The D allele of ACE gene has also been reported to be associated with 28–47 % of the variance of ACE activity in both circulation and in tissues [8, 29, 30], but it has also been suggested that circulating ACE level is unrelated to intracerebral ACE activity [31]. In our study, we observed a significantly higher level of ACE activity in patients in comparison with the controls, but not between the two types of stroke. High levels of plasma ACE is known to increase vascular wall thickness and stiffness which leads to cerebrovascular risk [32]. Further higher ACE activity leads to high amount of vasoconstrictor angiotensin II which results in smooth muscle arteriolar proliferation, death of smooth muscle cell wall and collagen deposition [33, 34]. These changes result in hypertension, worsen atherosclerosis and eventually contribute to ICH [32].

The difference in ACE activity between patients and controls might also be on account of therapeutic differences in use of ACE-inhibitors, AT1 antagonists and diuretics since there were hypertensive subjects in all the groups and hypertension is a major clinical factor known to substantially alter ACE levels. It would have been interesting to study the effects of therapeutics which alter the ACE activity levels. However, the lack of data on therapeutic profile of study subjects is a limitation of the study. Additionally, angiotensin II acts via its specific receptor subtypes (AT1, AT2) and AT2 is known to antagonize actions of AT1 [35]. Moreover, local tissue rennin angiotensin system (RAS) is expressed on different tissues including brain and is far complex than circulating RAS which is influenced not only by angiotensin II, but also by the activities of receptors and other products of angiotensinogen metabolism that mostly exerts opposite effects to Ang II action [36].

The association between intron 16 ACE I/D polymorphism and the development of ICH has already been established in Asians and Caucasians [16, 17, 3739]. However, in contrast to these studies, findings by Dardiotis et al. [18], were unable to resolve the effect of the ACE gene with ICH in two independent ethnically different cohorts. The discrepancies in these results might be on account of ethnic differences. Additionally, findings by Chen et.al (2008), which used a haplotype-based analysis in ACE gene variants, i.e., A −240T and Alu I/D reported T-D haplotype to be associated with spontaneous deep intracerebral hemorrhage (SDICH) only in female patients. The study also reported the major role and minor role played by the environmental risk factors and ACE polymorphisms, respectively, in progression of SDICH [38]. We have already reported a significant association of ACE I/D polymorphism with ischemic stroke and its subtypes [12]. In the present study, we compared the ACE polymorphism in hemorrhagic stroke. The DD genotype was found to be significantly high in hemorrhagic stroke patients in comparison with ischemic stroke.

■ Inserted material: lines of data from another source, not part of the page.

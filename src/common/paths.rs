//! Where the backend socket, config file and mock backend logs live

use std::io;
use std::path::{Path, PathBuf};

const APP_NAME: &str = "account-harness";

/// Default backend socket: `$XDG_RUNTIME_DIR/<app>/backend.sock`, else `/tmp/<app>-<uid>/backend.sock`
#[cfg(unix)]
pub fn socket_path() -> PathBuf {
    if let Ok(runtime_dir) = std::env::var("XDG_RUNTIME_DIR") {
        return PathBuf::from(runtime_dir)
            .join(APP_NAME)
            .join("backend.sock");
    }

    let uid = unsafe { libc::getuid() };
    PathBuf::from(format!("/tmp/{}-{}", APP_NAME, uid)).join("backend.sock")
}

#[cfg(windows)]
pub fn socket_path() -> PathBuf {
    PathBuf::from(socket_name())
}

/// Default value for `--socket`
#[cfg(unix)]
pub fn socket_name() -> String {
    socket_path().to_string_lossy().into_owned()
}

#[cfg(windows)]
pub fn socket_name() -> String {
    let username = std::env::var("USERNAME").unwrap_or_else(|_| "default".to_string());
    format!("{}-{}", APP_NAME, username)
}

/// Create the socket's parent directory (mode 0700) when missing
#[cfg(unix)]
pub fn ensure_socket_dir(socket: &Path) -> io::Result<()> {
    let dir = socket.parent().ok_or_else(|| {
        io::Error::new(io::ErrorKind::InvalidInput, "Invalid socket path")
    })?;

    if !dir.as_os_str().is_empty() && !dir.exists() {
        std::fs::create_dir_all(dir)?;
        use std::os::unix::fs::PermissionsExt;
        std::fs::set_permissions(dir, std::fs::Permissions::from_mode(0o700))?;
    }

    Ok(())
}

#[cfg(windows)]
pub fn ensure_socket_dir(_socket: &Path) -> io::Result<()> {
    Ok(())
}

/// Remove a socket left behind by a backend that did not shut down cleanly
#[cfg(unix)]
pub fn remove_socket(socket: &Path) -> io::Result<()> {
    if socket.exists() {
        std::fs::remove_file(socket)?;
    }
    Ok(())
}

#[cfg(windows)]
pub fn remove_socket(_socket: &Path) -> io::Result<()> {
    Ok(())
}

pub fn config_dir() -> Option<PathBuf> {
    directories::ProjectDirs::from("", "", APP_NAME)
        .map(|dirs| dirs.config_dir().to_path_buf())
}

/// Harness configuration read by `Config::load`
pub fn config_path() -> Option<PathBuf> {
    config_dir().map(|dir| dir.join("config.toml"))
}

/// Directory for `mock_backend.log`
pub fn log_dir() -> Option<PathBuf> {
    directories::ProjectDirs::from("", "", APP_NAME)
        .map(|dirs| dirs.data_dir().join("logs"))
}

#[cfg(test)]
mod tests {
    use super::*;

    #[test]
    fn test_socket_path_is_valid() {
        let path = socket_path();
        assert!(!path.as_os_str().is_empty());
    }

    #[cfg(unix)]
    #[test]
    fn test_ensure_and_remove_socket() {
        let dir = tempfile::tempdir().unwrap();
        let socket = dir.path().join("nested").join("backend.sock");

        ensure_socket_dir(&socket).unwrap();
        assert!(socket.parent().unwrap().is_dir());

        std::fs::write(&socket, b"").unwrap();
        remove_socket(&socket).unwrap();
        assert!(!socket.exists());
    }
}
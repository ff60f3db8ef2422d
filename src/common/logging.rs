//! Logging and tracing configuration
//!
//! The harness logs diagnostics to stderr so the report on stdout stays
//! clean (and parseable with `--json`). The mock backend additionally logs
//! to a file since it usually runs in the background.

use std::path::PathBuf;
use tracing::Subscriber;
use tracing_appender::non_blocking::WorkerGuard;
use tracing_subscriber::{
    fmt, layer::SubscriberExt, registry::LookupSpan, util::SubscriberInitExt, EnvFilter, Layer,
};

use super::paths;

/// Initialize tracing for the CLI (stderr logging)
///
/// Logs are controlled by the `RUST_LOG` environment variable.
/// Default level is INFO for this crate, WARN for dependencies.
pub fn init_cli() {
    let filter =
        EnvFilter::try_from_default_env().unwrap_or_else(|_| EnvFilter::new("harness=info,warn"));

    tracing_subscriber::registry()
        .with(filter)
        .with(
            fmt::layer()
                .with_writer(std::io::stderr)
                .with_target(true)
                .with_thread_ids(false)
                .with_file(false)
                .with_line_number(false)
                .compact(),
        )
        .init();
}

/// Initialize tracing for the mock backend (file + stderr logging)
///
/// Logs go to `<data dir>/logs/mock_backend.log` through a non-blocking
/// writer, and to stderr. The returned guard must be held for the lifetime
/// of the process so buffered lines get flushed.
pub fn init_backend() -> (Option<PathBuf>, Option<WorkerGuard>) {
    let filter = EnvFilter::try_from_default_env()
        .unwrap_or_else(|_| EnvFilter::new("harness=debug,mock_backend=debug,info"));

    if let Some(log_dir) = paths::log_dir() {
        if std::fs::create_dir_all(&log_dir).is_ok() {
            let appender = tracing_appender::rolling::never(&log_dir, "mock_backend.log");
            let (writer, guard) = tracing_appender::non_blocking(appender);

            let file_layer = fmt::layer()
                .with_writer(writer)
                .with_ansi(false)
                .with_target(true)
                .with_thread_ids(true)
                .with_file(true)
                .with_line_number(true);

            tracing_subscriber::registry()
                .with(filter)
                .with(file_layer)
                .with(stderr_layer())
                .init();

            return (Some(log_dir.join("mock_backend.log")), Some(guard));
        }
    }

    // Fallback: stderr only
    tracing_subscriber::registry()
        .with(filter)
        .with(stderr_layer())
        .init();

    (None, None)
}

/// Compact stderr layer, built per subscriber stack
fn stderr_layer<S>() -> impl Layer<S>
where
    S: Subscriber + for<'a> LookupSpan<'a> + 'static,
{
    fmt::layer()
        .with_writer(std::io::stderr)
        .with_target(true)
        .compact()
}

#[cfg(test)]
mod tests {
    use super::*;

    #[test]
    fn test_stderr_layer_stacks_alone_and_over_file_layer() {
        let dir = tempfile::tempdir().unwrap();
        let (writer, _guard) =
            tracing_appender::non_blocking(tracing_appender::rolling::never(dir.path(), "t.log"));

        let with_file = tracing_subscriber::registry()
            .with(EnvFilter::new("info"))
            .with(fmt::layer().with_writer(writer).with_ansi(false))
            .with(stderr_layer());
        tracing::subscriber::with_default(with_file, || tracing::info!("file and stderr"));

        let alone = tracing_subscriber::registry()
            .with(EnvFilter::new("info"))
            .with(stderr_layer());
        tracing::subscriber::with_default(alone, || tracing::info!("stderr only"));
    }
}
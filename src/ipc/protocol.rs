//! IPC protocol message types
//!
//! Defines the request/response format spoken with the backend.
//! Uses a simple length-prefixed JSON protocol; commands are addressed by
//! name with structured arguments:
//!
//! ```json
//! {"id": 3, "command": {"command": "switch_account", "args": {"accountId": "a1"}}}
//! ```

use serde::{Deserialize, Serialize};
use serde_json::Value;

use crate::common::error::IpcError;

/// IPC request from the harness to the backend
#[derive(Debug, Serialize, Deserialize)]
pub struct Request {
    /// Request ID for matching responses
    pub id: u64,
    /// The command to execute
    pub command: Command,
}

/// IPC response from the backend
#[derive(Debug, Serialize, Deserialize)]
pub struct Response {
    /// Request ID this response corresponds to
    pub id: u64,
    /// Whether the command succeeded
    pub success: bool,
    /// Result data on success
    #[serde(skip_serializing_if = "Option::is_none")]
    pub result: Option<Value>,
    /// Error information on failure
    #[serde(skip_serializing_if = "Option::is_none")]
    pub error: Option<IpcError>,
}

impl Response {
    /// Create a success response
    pub fn success(id: u64, result: Value) -> Self {
        Self {
            id,
            success: true,
            result: Some(result),
            error: None,
        }
    }

    /// Create an error response
    pub fn error(id: u64, error: IpcError) -> Self {
        Self {
            id,
            success: false,
            result: None,
            error: Some(error),
        }
    }
}

/// Commands exposed by the account/config backend
#[derive(Debug, Clone, PartialEq, Serialize, Deserialize)]
#[serde(tag = "command", content = "args", rename_all = "snake_case")]
pub enum Command {
    // === Configuration ===
    /// Load the persisted configuration
    LoadConfig,

    /// Persist a configuration object
    SaveConfig { config: Value },

    // === Accounts ===
    /// List all stored accounts
    ListAccounts,

    /// Get the active account, or null
    GetCurrentAccount,

    /// Store a new account
    AddAccount { email: String, token: NewToken },

    /// Make an account the active one
    SwitchAccount {
        #[serde(rename = "accountId")]
        account_id: String,
    },

    /// Remove an account
    DeleteAccount {
        #[serde(rename = "accountId")]
        account_id: String,
    },
}

impl Command {
    /// Wire name of the command
    pub fn name(&self) -> &'static str {
        match self {
            Self::LoadConfig => "load_config",
            Self::SaveConfig { .. } => "save_config",
            Self::ListAccounts => "list_accounts",
            Self::GetCurrentAccount => "get_current_account",
            Self::AddAccount { .. } => "add_account",
            Self::SwitchAccount { .. } => "switch_account",
            Self::DeleteAccount { .. } => "delete_account",
        }
    }
}

impl std::fmt::Display for Command {
    fn fmt(&self, f: &mut std::fmt::Formatter<'_>) -> std::fmt::Result {
        f.write_str(self.name())
    }
}

/// Token fields sent along with `add_account`
#[derive(Debug, Clone, PartialEq, Eq, Serialize, Deserialize)]
pub struct NewToken {
    pub access_token: String,
    pub refresh_token: String,
    /// RFC 3339 timestamp
    pub expires_at: String,
}

/// Identifier of an opaque account object, if it carries a non-empty one
pub fn account_id(account: &Value) -> Option<&str> {
    account
        .get("id")
        .and_then(Value::as_str)
        .filter(|id| !id.is_empty())
}

#[cfg(test)]
mod tests {
    use super::*;
    use serde_json::json;

    #[test]
    fn test_unit_command_has_no_args() {
        let value = serde_json::to_value(Command::ListAccounts).unwrap();
        assert_eq!(value, json!({"command": "list_accounts"}));
    }

    #[test]
    fn test_account_id_is_camel_case_on_the_wire() {
        let cmd = Command::SwitchAccount {
            account_id: "acc-1".to_string(),
        };
        let value = serde_json::to_value(&cmd).unwrap();
        assert_eq!(
            value,
            json!({"command": "switch_account", "args": {"accountId": "acc-1"}})
        );

        let back: Command = serde_json::from_value(value).unwrap();
        assert_eq!(back, cmd);
    }

    #[test]
    fn test_add_account_args() {
        let cmd = Command::AddAccount {
            email: "a@example.com".to_string(),
            token: NewToken {
                access_token: "at".to_string(),
                refresh_token: "rt".to_string(),
                expires_at: "2026-01-01T00:00:00Z".to_string(),
            },
        };
        let value = serde_json::to_value(&cmd).unwrap();
        assert_eq!(value["args"]["email"], "a@example.com");
        assert_eq!(value["args"]["token"]["expires_at"], "2026-01-01T00:00:00Z");
    }

    #[test]
    fn test_account_id_extraction() {
        assert_eq!(account_id(&json!({"id": "x"})), Some("x"));
        assert_eq!(account_id(&json!({"id": ""})), None);
        assert_eq!(account_id(&json!({"email": "a@b"})), None);
        assert_eq!(account_id(&Value::Null), None);
    }
}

Therefore, in conclusion the present study shows that genetic heterogeneity of ACE (I/D) gene is significantly associated with risk of hemorrhagic stroke in South Indian Population from Andhra Pradesh. Further, the frequency of DD genotype was significantly high in hemorrhagic stroke group. This suggests that individuals bearing DD genotype are at a higher risk of hemorrhagic stroke in comparison with ischemic stroke. Significantly higher ACE activity was observed in hemorrhagic stroke and ischemic stroke patients in comparison with healthy controls. However, there was no significant difference in the ACE activity between the two types of stroke. Identifying ACE I/D polymorphism might help for a better understanding of the pathophysiology underlying hemorrhagic stroke and would permit the development of therapeutic strategies for the management of stroke.